**Problem to work on:**
Would you count how many lines of the entries below include the word "LogFormat"? Give nothing but the number.
☆ ☆ ☆ ☆ ☆
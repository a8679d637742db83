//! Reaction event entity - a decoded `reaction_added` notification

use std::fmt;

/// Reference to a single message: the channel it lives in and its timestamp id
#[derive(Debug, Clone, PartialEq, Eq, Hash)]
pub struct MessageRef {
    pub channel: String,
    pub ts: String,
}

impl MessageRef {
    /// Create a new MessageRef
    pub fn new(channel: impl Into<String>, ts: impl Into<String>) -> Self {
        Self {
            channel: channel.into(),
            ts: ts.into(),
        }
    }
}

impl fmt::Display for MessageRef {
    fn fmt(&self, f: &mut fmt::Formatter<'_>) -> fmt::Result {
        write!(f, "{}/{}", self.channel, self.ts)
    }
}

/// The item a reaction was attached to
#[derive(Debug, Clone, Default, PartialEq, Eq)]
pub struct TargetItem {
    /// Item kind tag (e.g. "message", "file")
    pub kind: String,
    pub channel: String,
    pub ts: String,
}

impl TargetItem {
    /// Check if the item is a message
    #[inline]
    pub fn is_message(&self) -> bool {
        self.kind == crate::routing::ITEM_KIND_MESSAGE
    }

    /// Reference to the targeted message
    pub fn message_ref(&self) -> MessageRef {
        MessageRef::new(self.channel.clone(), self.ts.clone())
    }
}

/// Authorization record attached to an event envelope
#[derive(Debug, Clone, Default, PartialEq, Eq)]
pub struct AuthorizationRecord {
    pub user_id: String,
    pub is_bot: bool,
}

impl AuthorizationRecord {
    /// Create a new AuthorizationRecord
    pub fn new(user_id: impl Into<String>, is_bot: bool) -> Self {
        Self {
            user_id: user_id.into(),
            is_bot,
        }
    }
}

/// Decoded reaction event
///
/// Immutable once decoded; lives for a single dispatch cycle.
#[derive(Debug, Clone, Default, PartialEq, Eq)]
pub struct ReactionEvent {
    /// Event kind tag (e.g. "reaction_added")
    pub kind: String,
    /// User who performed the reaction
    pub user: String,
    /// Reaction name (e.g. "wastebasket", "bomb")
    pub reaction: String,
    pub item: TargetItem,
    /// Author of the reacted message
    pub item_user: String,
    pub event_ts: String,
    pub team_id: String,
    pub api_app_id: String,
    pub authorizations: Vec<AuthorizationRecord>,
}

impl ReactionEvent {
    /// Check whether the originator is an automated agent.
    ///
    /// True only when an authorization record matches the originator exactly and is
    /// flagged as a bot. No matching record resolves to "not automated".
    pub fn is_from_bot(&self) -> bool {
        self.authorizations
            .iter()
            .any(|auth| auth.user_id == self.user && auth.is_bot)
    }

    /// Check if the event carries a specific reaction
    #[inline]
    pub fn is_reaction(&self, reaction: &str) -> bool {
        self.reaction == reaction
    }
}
☆ ☆ ☆ ☆ ☆
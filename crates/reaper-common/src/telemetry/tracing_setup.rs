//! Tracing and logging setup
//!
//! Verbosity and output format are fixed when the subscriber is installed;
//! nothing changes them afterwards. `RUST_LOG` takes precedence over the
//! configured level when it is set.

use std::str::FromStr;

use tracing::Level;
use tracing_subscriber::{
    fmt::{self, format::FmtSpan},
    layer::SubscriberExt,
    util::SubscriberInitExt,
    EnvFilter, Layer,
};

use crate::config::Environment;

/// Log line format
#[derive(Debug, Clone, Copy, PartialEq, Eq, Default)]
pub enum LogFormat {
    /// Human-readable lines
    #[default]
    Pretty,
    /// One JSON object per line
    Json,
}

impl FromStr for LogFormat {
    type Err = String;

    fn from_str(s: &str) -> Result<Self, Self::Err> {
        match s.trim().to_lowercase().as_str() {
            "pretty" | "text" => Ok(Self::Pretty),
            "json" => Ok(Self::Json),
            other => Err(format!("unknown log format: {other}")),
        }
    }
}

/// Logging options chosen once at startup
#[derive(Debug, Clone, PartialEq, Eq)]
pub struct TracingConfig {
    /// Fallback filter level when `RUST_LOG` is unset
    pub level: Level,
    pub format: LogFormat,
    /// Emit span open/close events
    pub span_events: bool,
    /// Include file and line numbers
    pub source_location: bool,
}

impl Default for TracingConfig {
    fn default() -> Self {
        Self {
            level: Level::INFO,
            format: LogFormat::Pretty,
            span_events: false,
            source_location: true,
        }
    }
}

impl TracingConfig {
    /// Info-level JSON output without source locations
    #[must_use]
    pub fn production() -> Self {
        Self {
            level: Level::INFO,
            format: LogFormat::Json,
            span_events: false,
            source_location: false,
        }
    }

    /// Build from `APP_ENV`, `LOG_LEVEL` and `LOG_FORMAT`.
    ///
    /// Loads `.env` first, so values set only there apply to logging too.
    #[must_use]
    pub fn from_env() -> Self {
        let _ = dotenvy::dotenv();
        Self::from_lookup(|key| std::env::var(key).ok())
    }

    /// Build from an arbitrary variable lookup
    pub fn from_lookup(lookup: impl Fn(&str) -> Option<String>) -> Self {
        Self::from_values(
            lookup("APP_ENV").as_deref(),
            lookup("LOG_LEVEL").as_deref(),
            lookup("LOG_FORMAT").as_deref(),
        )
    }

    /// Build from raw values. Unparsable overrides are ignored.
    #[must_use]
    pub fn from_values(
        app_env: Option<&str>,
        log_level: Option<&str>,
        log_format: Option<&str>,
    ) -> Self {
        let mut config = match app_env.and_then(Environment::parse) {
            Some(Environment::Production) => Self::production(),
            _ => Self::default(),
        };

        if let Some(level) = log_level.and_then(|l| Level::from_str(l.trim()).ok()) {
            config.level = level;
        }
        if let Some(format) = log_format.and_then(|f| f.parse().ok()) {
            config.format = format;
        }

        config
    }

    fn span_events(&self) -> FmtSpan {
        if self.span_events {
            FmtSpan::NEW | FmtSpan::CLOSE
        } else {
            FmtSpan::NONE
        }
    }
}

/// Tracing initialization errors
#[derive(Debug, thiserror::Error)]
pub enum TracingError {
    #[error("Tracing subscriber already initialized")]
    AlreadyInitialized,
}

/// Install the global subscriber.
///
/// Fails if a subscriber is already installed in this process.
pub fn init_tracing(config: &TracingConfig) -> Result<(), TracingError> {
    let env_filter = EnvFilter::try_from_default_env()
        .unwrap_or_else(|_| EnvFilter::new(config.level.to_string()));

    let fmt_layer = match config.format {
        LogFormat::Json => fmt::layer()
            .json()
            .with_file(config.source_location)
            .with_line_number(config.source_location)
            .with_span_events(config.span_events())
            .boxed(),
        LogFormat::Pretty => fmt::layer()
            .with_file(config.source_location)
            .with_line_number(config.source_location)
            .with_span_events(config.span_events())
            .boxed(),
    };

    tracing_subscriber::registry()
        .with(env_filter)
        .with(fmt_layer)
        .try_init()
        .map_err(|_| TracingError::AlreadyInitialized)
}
☆ ☆ ☆ ☆ ☆
**Written answer:**
7